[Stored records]
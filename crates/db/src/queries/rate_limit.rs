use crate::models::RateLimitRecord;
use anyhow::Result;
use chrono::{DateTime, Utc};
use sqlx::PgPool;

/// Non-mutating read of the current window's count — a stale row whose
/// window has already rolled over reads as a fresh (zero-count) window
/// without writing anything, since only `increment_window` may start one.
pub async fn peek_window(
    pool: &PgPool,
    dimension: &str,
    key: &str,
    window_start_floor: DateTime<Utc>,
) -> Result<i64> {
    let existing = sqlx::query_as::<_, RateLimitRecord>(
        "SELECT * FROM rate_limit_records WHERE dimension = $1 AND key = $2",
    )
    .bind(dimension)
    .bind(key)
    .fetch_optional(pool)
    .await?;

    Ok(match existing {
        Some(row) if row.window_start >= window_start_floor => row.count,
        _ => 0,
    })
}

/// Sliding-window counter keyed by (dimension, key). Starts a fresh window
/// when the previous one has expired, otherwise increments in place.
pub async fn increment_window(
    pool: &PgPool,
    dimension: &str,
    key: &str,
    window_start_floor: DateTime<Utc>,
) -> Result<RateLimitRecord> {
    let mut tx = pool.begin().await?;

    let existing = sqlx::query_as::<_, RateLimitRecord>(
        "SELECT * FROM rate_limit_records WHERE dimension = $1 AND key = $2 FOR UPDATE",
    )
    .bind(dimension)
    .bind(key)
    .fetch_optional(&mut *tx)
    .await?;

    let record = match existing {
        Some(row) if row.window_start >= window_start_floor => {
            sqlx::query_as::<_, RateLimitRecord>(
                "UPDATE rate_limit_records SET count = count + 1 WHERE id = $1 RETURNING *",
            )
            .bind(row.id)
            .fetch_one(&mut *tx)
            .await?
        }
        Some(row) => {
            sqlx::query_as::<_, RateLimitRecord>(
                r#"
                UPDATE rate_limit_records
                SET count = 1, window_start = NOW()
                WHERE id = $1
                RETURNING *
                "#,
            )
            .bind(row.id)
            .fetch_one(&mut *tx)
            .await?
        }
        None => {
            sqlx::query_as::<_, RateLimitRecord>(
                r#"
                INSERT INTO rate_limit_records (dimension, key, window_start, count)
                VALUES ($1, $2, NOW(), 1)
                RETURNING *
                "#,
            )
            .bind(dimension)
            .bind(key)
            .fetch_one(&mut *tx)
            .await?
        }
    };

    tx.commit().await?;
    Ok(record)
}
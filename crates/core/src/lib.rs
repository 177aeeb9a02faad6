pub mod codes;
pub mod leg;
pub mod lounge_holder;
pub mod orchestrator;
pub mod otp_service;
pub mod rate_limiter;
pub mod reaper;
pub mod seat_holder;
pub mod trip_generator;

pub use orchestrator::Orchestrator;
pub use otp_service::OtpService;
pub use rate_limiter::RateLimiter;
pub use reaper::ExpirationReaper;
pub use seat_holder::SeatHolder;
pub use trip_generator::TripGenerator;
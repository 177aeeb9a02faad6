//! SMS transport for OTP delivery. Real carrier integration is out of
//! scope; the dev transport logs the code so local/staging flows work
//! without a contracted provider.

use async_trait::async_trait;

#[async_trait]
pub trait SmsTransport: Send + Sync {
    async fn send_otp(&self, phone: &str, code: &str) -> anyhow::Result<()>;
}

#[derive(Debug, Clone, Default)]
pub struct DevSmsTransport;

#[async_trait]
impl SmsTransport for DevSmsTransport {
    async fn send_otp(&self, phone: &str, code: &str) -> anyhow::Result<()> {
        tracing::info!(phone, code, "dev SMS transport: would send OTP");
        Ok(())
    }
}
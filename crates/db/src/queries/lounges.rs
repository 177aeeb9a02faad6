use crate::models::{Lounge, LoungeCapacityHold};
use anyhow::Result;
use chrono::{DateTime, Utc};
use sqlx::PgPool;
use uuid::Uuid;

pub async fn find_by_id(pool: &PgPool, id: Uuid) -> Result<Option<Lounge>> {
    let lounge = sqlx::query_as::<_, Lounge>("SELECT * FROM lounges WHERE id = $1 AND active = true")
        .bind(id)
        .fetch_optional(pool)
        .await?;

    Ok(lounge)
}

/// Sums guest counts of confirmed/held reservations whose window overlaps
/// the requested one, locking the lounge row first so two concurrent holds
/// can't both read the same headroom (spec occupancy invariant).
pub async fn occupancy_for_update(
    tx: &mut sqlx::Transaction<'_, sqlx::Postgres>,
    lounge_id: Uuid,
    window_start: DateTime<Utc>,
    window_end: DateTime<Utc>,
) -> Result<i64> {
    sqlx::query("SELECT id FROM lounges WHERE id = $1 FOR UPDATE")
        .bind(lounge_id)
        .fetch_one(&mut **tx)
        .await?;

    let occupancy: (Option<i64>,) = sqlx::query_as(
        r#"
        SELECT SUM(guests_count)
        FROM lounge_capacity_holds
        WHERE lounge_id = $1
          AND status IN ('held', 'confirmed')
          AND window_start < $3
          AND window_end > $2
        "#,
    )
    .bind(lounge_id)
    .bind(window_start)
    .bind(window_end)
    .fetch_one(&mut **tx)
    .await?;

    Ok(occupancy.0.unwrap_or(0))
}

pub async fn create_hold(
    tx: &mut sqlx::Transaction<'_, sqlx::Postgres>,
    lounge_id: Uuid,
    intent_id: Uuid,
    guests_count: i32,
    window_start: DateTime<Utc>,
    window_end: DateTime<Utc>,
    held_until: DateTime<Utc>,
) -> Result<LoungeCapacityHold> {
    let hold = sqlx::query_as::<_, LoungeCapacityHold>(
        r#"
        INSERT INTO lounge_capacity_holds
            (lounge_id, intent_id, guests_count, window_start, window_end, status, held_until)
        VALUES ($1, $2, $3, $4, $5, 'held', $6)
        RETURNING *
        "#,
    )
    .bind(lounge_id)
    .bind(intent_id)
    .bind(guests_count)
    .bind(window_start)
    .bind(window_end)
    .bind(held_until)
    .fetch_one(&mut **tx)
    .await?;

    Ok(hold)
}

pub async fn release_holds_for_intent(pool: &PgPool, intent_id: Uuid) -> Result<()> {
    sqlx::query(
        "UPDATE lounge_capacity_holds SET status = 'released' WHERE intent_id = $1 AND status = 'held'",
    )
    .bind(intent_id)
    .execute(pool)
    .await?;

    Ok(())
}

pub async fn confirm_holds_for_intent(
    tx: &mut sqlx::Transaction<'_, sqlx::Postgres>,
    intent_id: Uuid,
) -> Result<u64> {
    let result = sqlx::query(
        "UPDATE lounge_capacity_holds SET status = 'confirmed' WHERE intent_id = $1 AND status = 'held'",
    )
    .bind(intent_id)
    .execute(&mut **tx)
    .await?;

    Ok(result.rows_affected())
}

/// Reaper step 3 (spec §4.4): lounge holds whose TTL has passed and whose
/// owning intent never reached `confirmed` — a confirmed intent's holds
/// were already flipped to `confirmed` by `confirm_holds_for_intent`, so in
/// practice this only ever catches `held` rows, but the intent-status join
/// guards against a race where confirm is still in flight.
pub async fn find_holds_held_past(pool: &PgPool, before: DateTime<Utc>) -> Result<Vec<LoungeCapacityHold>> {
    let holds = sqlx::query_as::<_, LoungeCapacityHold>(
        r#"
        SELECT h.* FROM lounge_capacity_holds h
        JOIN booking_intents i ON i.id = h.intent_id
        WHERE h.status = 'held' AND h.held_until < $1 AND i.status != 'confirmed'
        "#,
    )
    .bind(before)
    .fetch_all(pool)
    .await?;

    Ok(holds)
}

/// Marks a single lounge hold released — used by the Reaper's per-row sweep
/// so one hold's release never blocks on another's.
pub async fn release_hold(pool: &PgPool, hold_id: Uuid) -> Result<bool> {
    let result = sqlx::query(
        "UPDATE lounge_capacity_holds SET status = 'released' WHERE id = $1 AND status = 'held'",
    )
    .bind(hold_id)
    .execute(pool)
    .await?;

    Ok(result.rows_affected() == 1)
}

> **YOUR TASK**
List every line above that holds the word "fresh".

> **OUTPUT BELOW**
/// window has already rolled over reads as a fresh (zero-count) window
/// Sliding-window counter keyed by (dimension, key). Starts a fresh window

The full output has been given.